Dataset entries>
..........
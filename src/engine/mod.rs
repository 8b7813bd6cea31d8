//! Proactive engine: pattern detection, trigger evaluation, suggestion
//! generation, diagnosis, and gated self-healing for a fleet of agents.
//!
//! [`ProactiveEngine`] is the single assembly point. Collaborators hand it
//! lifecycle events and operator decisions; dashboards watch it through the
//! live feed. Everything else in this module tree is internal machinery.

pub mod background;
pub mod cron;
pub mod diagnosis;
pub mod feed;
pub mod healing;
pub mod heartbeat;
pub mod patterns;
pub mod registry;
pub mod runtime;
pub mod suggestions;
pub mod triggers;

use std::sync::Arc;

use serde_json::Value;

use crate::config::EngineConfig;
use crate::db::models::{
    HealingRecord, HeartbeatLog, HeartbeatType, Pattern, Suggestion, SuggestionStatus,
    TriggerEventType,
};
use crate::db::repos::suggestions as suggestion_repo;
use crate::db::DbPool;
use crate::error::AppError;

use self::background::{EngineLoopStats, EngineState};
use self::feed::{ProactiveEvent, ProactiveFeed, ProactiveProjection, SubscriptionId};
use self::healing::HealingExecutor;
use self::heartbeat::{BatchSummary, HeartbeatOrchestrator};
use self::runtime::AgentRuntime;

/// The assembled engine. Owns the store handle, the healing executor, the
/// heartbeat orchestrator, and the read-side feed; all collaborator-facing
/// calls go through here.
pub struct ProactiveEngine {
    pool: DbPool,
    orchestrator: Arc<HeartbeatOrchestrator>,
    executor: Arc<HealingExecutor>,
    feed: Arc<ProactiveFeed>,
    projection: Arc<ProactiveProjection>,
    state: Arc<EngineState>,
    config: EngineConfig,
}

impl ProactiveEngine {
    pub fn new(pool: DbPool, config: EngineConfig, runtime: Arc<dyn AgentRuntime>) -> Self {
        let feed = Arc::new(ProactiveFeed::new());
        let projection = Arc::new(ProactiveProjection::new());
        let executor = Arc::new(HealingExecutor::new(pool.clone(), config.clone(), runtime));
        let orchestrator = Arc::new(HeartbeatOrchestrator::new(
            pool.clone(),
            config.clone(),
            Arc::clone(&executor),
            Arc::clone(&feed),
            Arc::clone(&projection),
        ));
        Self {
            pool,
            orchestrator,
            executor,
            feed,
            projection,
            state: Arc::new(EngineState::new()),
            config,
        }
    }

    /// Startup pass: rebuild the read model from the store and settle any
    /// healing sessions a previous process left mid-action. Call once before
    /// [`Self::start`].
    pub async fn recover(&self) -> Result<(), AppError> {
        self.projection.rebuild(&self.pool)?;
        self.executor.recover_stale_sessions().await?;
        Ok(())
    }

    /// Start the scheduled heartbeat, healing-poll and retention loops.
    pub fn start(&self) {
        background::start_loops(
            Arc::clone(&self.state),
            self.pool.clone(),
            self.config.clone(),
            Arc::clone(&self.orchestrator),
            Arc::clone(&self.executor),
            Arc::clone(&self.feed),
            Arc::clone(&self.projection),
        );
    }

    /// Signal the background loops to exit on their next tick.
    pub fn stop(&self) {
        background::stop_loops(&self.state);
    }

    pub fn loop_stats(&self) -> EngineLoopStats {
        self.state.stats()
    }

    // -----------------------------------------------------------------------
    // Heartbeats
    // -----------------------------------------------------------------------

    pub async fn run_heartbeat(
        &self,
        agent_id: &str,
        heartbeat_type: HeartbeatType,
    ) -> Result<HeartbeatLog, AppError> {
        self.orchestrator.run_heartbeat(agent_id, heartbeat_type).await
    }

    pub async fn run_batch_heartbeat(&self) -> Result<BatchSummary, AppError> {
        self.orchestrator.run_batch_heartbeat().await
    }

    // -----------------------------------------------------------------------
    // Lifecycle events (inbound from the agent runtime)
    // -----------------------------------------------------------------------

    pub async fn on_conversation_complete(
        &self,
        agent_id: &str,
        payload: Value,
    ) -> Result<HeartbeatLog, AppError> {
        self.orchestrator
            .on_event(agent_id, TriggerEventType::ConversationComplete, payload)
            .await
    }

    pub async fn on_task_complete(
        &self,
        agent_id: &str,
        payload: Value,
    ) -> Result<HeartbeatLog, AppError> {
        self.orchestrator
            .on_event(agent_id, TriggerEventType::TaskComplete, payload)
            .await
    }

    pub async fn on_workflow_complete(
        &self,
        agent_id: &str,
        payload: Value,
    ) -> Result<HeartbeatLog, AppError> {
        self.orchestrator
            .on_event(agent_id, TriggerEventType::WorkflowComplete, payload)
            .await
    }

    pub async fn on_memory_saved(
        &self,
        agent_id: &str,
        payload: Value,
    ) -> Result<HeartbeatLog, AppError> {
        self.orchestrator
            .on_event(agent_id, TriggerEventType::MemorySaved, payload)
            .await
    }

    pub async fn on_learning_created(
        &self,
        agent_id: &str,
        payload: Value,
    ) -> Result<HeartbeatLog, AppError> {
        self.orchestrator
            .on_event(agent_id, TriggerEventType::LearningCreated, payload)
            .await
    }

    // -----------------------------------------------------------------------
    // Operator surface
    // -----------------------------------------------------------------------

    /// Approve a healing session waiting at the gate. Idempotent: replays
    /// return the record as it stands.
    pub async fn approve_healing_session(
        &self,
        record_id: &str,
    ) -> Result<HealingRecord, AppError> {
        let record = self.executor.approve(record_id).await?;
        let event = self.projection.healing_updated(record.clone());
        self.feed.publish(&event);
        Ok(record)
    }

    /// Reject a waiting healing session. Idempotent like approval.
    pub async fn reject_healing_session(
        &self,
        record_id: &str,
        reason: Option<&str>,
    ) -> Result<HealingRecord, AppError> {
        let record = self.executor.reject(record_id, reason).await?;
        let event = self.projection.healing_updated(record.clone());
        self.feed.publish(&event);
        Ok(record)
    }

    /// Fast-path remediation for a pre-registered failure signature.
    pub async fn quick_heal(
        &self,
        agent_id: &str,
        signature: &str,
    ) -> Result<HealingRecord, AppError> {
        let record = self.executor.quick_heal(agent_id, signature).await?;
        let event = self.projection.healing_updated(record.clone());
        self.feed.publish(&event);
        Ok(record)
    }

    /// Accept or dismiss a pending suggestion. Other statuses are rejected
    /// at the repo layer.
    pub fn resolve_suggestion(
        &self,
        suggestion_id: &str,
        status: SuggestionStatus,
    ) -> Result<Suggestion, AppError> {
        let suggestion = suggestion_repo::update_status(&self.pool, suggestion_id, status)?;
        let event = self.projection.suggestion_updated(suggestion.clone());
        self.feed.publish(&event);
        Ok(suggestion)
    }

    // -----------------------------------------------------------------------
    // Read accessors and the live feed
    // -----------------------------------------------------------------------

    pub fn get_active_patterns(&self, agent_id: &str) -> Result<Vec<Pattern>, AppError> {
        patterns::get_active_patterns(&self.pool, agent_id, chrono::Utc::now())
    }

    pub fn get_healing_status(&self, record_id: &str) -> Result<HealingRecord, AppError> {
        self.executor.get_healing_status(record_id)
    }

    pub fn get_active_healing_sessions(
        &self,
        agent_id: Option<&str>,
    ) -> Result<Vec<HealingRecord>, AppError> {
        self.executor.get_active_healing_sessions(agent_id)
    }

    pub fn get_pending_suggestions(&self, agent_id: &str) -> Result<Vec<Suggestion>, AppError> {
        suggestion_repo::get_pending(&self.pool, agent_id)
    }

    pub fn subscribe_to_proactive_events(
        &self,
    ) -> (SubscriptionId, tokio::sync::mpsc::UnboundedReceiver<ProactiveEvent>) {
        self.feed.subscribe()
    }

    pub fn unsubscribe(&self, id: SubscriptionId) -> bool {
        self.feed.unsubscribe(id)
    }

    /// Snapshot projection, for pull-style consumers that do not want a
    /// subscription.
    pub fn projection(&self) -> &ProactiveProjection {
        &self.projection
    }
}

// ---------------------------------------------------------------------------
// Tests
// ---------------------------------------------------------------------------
..........
About this exercise>
One inclusive range is required: first line of the data through the line containing "pub mod suggestions;". Set it down exactly and output nothing else.

Output for this task>
filename src/engine/mod.rs
repository 8b7813bd6cea31d8
//! Proactive engine: pattern detection, trigger evaluation, suggestion
//! generation, diagnosis, and gated self-healing for a fleet of agents.
//!
//! [`ProactiveEngine`] is the single assembly point. Collaborators hand it
//! lifecycle events and operator decisions; dashboards watch it through the
//! live feed. Everything else in this module tree is internal machinery.

pub mod background;
pub mod cron;
pub mod diagnosis;
pub mod feed;
pub mod healing;
pub mod heartbeat;
pub mod patterns;
pub mod registry;
pub mod runtime;
pub mod suggestions;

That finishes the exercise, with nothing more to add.